Stored items
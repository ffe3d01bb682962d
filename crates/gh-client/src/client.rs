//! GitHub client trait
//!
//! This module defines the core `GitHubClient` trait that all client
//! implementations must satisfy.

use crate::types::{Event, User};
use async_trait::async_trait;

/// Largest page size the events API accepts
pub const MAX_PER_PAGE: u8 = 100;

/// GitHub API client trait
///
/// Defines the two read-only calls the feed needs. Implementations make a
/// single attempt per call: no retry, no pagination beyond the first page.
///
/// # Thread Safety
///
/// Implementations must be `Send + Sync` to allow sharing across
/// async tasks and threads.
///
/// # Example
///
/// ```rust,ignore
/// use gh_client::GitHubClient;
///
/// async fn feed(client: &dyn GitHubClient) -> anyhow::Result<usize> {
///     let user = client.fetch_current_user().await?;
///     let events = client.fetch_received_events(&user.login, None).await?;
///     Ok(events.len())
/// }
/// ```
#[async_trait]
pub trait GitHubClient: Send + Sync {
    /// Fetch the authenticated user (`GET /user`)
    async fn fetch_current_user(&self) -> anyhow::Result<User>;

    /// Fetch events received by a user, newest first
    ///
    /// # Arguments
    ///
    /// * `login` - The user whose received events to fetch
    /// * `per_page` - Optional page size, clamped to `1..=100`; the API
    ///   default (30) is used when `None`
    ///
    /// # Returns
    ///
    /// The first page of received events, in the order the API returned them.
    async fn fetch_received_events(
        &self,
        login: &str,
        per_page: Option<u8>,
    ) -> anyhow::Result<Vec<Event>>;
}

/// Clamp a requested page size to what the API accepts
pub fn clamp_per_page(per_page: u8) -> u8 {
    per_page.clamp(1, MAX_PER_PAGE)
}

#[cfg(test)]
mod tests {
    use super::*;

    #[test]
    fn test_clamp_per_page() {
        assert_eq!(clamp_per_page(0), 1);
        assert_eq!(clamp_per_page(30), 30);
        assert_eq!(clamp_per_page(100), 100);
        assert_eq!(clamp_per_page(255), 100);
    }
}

...

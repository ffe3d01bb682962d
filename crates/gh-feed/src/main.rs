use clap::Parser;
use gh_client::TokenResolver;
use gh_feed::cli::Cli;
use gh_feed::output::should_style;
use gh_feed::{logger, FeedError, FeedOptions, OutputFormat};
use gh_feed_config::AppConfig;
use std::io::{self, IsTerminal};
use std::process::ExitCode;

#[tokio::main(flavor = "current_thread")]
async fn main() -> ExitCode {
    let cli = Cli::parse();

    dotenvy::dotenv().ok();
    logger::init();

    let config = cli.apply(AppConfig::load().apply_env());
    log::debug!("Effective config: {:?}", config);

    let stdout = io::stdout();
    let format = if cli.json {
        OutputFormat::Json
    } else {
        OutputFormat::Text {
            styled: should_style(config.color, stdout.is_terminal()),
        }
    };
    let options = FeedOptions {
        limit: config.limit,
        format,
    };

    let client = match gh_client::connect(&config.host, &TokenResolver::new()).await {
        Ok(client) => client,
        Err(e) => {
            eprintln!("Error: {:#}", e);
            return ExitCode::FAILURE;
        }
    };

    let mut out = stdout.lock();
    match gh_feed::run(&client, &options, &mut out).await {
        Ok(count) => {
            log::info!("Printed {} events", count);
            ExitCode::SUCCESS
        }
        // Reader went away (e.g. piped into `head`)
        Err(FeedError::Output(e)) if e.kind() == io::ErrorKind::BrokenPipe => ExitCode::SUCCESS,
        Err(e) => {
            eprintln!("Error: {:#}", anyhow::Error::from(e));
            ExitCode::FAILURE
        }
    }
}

==

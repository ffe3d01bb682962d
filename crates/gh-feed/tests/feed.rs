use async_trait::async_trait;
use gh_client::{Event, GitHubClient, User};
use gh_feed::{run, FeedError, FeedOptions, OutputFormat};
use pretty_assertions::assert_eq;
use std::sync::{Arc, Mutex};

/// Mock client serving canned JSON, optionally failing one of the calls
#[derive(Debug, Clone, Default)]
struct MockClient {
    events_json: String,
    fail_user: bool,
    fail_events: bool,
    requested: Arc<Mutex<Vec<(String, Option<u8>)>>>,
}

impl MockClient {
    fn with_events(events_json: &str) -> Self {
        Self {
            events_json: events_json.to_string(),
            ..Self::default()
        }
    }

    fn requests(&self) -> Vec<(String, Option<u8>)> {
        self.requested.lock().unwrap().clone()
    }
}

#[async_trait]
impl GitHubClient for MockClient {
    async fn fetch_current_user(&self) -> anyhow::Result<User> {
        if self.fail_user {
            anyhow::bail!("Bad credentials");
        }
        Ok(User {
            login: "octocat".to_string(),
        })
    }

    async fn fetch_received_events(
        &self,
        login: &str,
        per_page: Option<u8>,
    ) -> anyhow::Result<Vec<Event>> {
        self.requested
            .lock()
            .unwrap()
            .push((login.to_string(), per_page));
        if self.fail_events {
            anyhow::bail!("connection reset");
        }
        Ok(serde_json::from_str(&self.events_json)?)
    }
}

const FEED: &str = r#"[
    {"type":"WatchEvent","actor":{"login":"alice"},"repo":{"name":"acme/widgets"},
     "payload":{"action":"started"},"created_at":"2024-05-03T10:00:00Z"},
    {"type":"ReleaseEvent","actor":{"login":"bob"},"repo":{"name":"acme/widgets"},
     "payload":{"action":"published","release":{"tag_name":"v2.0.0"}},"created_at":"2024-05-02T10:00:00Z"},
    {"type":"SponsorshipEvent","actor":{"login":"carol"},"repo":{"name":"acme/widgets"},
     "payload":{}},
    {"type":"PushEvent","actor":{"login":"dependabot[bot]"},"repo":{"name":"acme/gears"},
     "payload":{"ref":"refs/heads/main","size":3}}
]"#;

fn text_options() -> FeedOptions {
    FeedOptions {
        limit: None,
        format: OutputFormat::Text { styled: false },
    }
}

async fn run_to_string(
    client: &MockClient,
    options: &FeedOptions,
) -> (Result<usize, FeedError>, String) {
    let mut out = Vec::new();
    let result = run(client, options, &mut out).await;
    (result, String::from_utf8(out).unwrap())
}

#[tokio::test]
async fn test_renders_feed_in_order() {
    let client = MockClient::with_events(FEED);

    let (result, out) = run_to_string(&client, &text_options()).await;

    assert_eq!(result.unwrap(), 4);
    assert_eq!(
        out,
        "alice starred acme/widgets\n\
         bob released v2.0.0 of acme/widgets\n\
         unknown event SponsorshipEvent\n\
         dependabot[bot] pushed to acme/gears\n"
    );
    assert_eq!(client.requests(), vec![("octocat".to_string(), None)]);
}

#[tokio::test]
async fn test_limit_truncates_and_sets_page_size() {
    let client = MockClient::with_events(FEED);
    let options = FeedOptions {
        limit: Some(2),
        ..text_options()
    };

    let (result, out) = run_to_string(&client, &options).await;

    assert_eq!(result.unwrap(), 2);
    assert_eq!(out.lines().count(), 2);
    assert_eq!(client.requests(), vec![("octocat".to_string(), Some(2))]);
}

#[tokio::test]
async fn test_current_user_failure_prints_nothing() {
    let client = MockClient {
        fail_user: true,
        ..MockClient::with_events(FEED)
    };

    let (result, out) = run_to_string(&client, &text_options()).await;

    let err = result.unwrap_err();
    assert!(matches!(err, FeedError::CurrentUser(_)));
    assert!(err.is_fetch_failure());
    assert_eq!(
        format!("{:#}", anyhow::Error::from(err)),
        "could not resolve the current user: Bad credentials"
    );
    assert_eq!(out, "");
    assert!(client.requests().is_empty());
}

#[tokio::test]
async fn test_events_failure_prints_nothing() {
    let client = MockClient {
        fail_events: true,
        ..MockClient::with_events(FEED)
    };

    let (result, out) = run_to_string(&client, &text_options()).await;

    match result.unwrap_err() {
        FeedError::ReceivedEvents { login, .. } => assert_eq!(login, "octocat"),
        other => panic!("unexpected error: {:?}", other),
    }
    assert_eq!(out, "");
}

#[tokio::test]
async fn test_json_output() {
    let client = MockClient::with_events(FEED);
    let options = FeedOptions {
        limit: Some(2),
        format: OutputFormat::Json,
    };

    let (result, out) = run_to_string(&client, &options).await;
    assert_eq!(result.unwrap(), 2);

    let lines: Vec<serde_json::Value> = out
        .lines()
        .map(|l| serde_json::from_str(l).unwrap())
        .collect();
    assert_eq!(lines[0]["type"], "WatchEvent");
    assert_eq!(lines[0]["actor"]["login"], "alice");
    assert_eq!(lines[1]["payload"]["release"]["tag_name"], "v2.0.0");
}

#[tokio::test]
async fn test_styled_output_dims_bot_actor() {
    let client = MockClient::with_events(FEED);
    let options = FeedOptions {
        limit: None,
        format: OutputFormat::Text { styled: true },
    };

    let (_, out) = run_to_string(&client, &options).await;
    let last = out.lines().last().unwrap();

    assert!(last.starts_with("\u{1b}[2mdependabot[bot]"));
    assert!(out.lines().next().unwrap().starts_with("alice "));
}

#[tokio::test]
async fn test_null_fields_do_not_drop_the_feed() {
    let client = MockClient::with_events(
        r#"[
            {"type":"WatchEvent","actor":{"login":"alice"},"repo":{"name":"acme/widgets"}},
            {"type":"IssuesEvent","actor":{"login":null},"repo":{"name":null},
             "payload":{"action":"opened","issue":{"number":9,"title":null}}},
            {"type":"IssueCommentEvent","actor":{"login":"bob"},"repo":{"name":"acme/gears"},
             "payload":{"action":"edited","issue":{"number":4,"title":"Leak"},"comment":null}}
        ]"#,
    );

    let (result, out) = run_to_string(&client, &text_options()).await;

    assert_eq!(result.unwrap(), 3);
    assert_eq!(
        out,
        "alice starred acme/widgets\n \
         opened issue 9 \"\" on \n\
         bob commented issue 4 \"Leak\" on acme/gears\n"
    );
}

- **Task description**: Where does "action" appear in the records above? Copy every line that has it.

- **Problem solution**:
     "payload":{"action":"started"},"created_at":"2024-05-03T10:00:00Z"},
     "payload":{"action":"published","release":{"tag_name":"v2.0.0"}},"created_at":"2024-05-02T10:00:00Z"},
             "payload":{"action":"opened","issue":{"number":9,"title":null}}},
             "payload":{"action":"edited","issue":{"number":4,"title":"Leak"},"comment":null}}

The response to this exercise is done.